Well, I think the usefulness of state initiatives and cities also have initiatives, is a demonstration. So I’m a native Californian and California always had either the toughest or among the most tough environmental, especially air quality requirements. So I can remember when California got the lead out of gasoline and required much better emission systems on cars. And gradually those things were adopted by the EPA. So it’s very valuable.

And, you know, this is what activists do. Activists in California push this and we got it in California. And then eventually the U.S. gets on board. And that was back when the federal government wasn’t that bad. But if you compare it to the federal government that we’ve had since the days of Ronald Reagan, at least, it’s much harder to get them to do things like that. So you can see why activists have sort of given up on the federal government.

It’s just too hard, even though the Democrats did OK, I guess, in the last election. It’s still 50/50. So they have to go to all sorts of extremes to try to get anything through. So it’s completely understandable that activists in more progressive states think that they’ve got to go it alone and it would be useful as a demonstration project, then might spread and might eventually go to the federal level.

I think there are a couple of objections. So one is maybe things are changing at the federal level. So that’s what we were just talking about. I think we should not be giving up. A broad based green new deal that includes Medicare for All, which was the Bernie proposal, AOC proposal, we shouldn’t give up, and Yarmuth in his talks said, you know, look, we’re going to submit everything we possibly can to the vote.

But the vote is not going to constrain us. We’re going to go to reconciliation and we’re going to get the rest of the package. That’s what he said. He’s very optimistic. Now maybe he’s a little too optimistic. I don’t know. But he’s the politician, not me.

[00:23:41.200] – Grumbine

[Laughter] Right.

[00:23:41.200] – Wray

So I presume that he has a pretty good idea of how this is going to progress. So we should not be giving up. The second reason is that the states are currency users. They really do have to balance their budgets. And as I said, what happens in recessions is tax revenue plummets. They use up their rainy day funds and then they have to start cutting spending. And they have to prioritize what they can spend on.

The thing about Medicare for All is this is open ended spending. A job guarantee is also open ended spending, unemployment compensation, open ended. That is, if someone meets the requirements, then you have to spend. And in bad times, typically, the number of people who meet the requirements is going to go up so people get laid off from their private sector jobs and they need unemployment compensation, they need housing assistance, and they’re going to go off their employer provided private health insurance.

So more are going to flow into the Medicare for All program and unemployment compensation into whatever kind of housing programs the states have.
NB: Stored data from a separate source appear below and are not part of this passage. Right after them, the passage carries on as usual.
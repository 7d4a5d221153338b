//! Image preprocessing for Grounding DINO.
//!
//! The detector expects:
//! - Short side resized to 800 pixels, long side capped at 1333
//! - Bilinear resampling
//! - ImageNet normalization: `(pixel / 255 - mean) / std`
//! - Channel order: RGB
//! - Tensor layout: NCHW [1, 3, height, width]

use image::DynamicImage;
use ndarray::Array4;

/// Number of color channels (RGB).
const CHANNELS: usize = 3;

/// ImageNet per-channel mean.
const NORM_MEAN: [f32; 3] = [0.485, 0.456, 0.406];

/// ImageNet per-channel standard deviation.
const NORM_STD: [f32; 3] = [0.229, 0.224, 0.225];

/// Output `(width, height)` for an image of `width` x `height`.
///
/// The short side becomes `short_side` unless that would push the long side
/// past `max_side`, in which case the short side shrinks so the long side
/// lands on `max_side`. Aspect ratio is preserved; sizes are truncated.
pub fn target_size(width: u32, height: u32, short_side: u32, max_side: u32) -> (u32, u32) {
    let (w, h) = (width as f64, height as f64);
    let (min_orig, max_orig) = (w.min(h), w.max(h));
    let mut size = short_side as f64;

    if max_orig / min_orig * size > max_side as f64 {
        size = (max_side as f64 * min_orig / max_orig).round();
    }

    if (width <= height && width as f64 == size) || (height <= width && height as f64 == size) {
        return (width, height);
    }

    let (ow, oh) = if width < height {
        (size, size * h / w)
    } else {
        (size * w / h, size)
    };
    ((ow as u32).max(1), (oh as u32).max(1))
}

/// Preprocess an image for detector inference.
///
/// Returns the normalized NCHW tensor.
pub fn preprocess(image: &DynamicImage, short_side: u32, max_side: u32) -> Array4<f32> {
    let (tw, th) = target_size(image.width(), image.height(), short_side, max_side);
    let resized = image.resize_exact(tw, th, image::imageops::FilterType::Triangle);
    let rgb = resized.to_rgb8();

    let (width, height) = (tw as usize, th as usize);
    let plane = width * height;
    let mut data = vec![0.0f32; CHANNELS * plane];

    for (i, pixel) in rgb.as_raw().chunks_exact(CHANNELS).enumerate() {
        for (c, &val) in pixel.iter().enumerate() {
            data[c * plane + i] = (val as f32 / 255.0 - NORM_MEAN[c]) / NORM_STD[c];
        }
    }

    Array4::from_shape_vec((1, CHANNELS, height, width), data)
        .unwrap_or_else(|_| Array4::zeros((1, CHANNELS, height, width)))
}

#[cfg(test)]
mod tests {
    use super::*;
    use image::{DynamicImage, RgbImage};

    #[test]
    fn test_target_size_short_side_rule() {
        assert_eq!(target_size(640, 480, 800, 1333), (1066, 800));
        assert_eq!(target_size(480, 640, 800, 1333), (800, 1066));
    }

    #[test]
    fn test_target_size_long_side_cap() {
        assert_eq!(target_size(2000, 500, 800, 1333), (1332, 333));
    }

    #[test]
    fn test_target_size_already_sized() {
        assert_eq!(target_size(1200, 800, 800, 1333), (1200, 800));
    }

    #[test]
    fn test_preprocess_shape() {
        let img = DynamicImage::ImageRgb8(RgbImage::new(64, 48));
        let tensor = preprocess(&img, 80, 1333);
        assert_eq!(tensor.shape(), &[1, 3, 80, 106]);
    }

    #[test]
    fn test_preprocess_normalization() {
        let img = DynamicImage::ImageRgb8(RgbImage::from_pixel(8, 8, image::Rgb([255, 0, 0])));
        let tensor = preprocess(&img, 8, 8);
        let red = tensor[[0, 0, 0, 0]];
        let green = tensor[[0, 1, 0, 0]];
        assert!((red - (1.0 - 0.485) / 0.229).abs() < 1e-4);
        assert!((green - (-0.456 / 0.224)).abs() < 1e-4);
    }
}
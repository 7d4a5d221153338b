//! Autolabel CLI - label a folder of images without human annotation.
//!
//! Each image is captioned, the caption's nouns prompt an open-vocabulary
//! detector, and the detected phrases are counted into a corpus-wide tag
//! frequency table.
//!
//! # Usage
//!
//! ```bash
//! # Label a directory with precomputed captions
//! autolabel run ./frames --captions captions.json
//!
//! # Caption with a local Ollama model and write per-image artifacts
//! autolabel run ./frames --captioner ollama --annotate-dir outputs/
//!
//! # Inspect the tags extracted from a caption
//! autolabel tags "a cat sitting on a wooden table"
//! ```

use clap::{Parser, Subcommand};

mod cli;
mod logging;

/// Autolabel - caption-driven open-vocabulary image auto-labeling.
#[derive(Parser, Debug)]
#[command(name = "autolabel")]
#[command(author, version, about, long_about = None)]
#[command(propagate_version = true)]
struct Cli {
    /// Enable verbose (debug) logging
    #[arg(short, long, global = true)]
    verbose: bool,

    /// Output logs in JSON format
    #[arg(long, global = true)]
    json_logs: bool,

    #[command(subcommand)]
    command: Commands,
}

#[derive(Subcommand, Debug)]
enum Commands {
    /// Label a directory of images and print the tag frequency table
    Run(cli::run::RunArgs),

    /// Show the noun tags and detector prompt extracted from a caption
    Tags(cli::tags::TagsArgs),

    /// Locate and list detector models
    Models(cli::models::ModelsArgs),

    /// View and manage configuration
    Config(cli::config::ConfigArgs),
}

#[tokio::main]
async fn main() -> anyhow::Result<()> {
    let cli = Cli::parse();

    // Logging isn't up yet, so config warnings go straight to stderr.
    let config = match autolabel_core::Config::load() {
        Ok(config) => config,
        Err(e) => {
            eprintln!(
                "Warning: Failed to load config: {e}\n  \
                 Using default configuration. Check your config file with `autolabel config path`."
            );
            autolabel_core::Config::default()
        }
    };
    logging::init_from_config(&config, cli.verbose, cli.json_logs);

    tracing::debug!("Autolabel v{}", autolabel_core::VERSION);

    match cli.command {
        Commands::Run(args) => cli::run::execute(args).await,
        Commands::Tags(args) => cli::tags::execute(args),
        Commands::Models(args) => cli::models::execute(args),
        Commands::Config(args) => cli::config::execute(args),
    }
}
So just at the time the states are losing tax revenue, their spending will go up. So they’re going to face problems. I said I would give a footnote on the pandemic because this time around, the federal government provided $5 trillion of relief.

And states got through this recession, which if you just look at the aggregate numbers, this recession would look like the worst that we ever had since the Great Depression. And that should have just absolutely devastated state and local government budgets, but it didn’t. Now they’re impacted. I’m not trying to say, you know, nothing bad happened, but considering how many people lost their jobs, how many businesses shut their doors, as many are temporary, we hope, but how many had to shut down?

This should have been an absolute disaster for state governments. But the federal government provided income to households and had a wide variety of ways to support business and also provided funding to state and local governments. So what this says is state and local government budgets will worsen tremendously unless the federal government steps in which they did.

So that brings up another issue, which is that back during the Nixon years, I’m not sure that Nixon created these block grants, but he increased the amount. I can remember this. Unlike you, I wasn’t a kid, but I don’t remember all the details. But Nixon provided block grants to the states and those were bad times. In the early 70s, we had two recessions in a row, our first significant recessions since the Great Depression.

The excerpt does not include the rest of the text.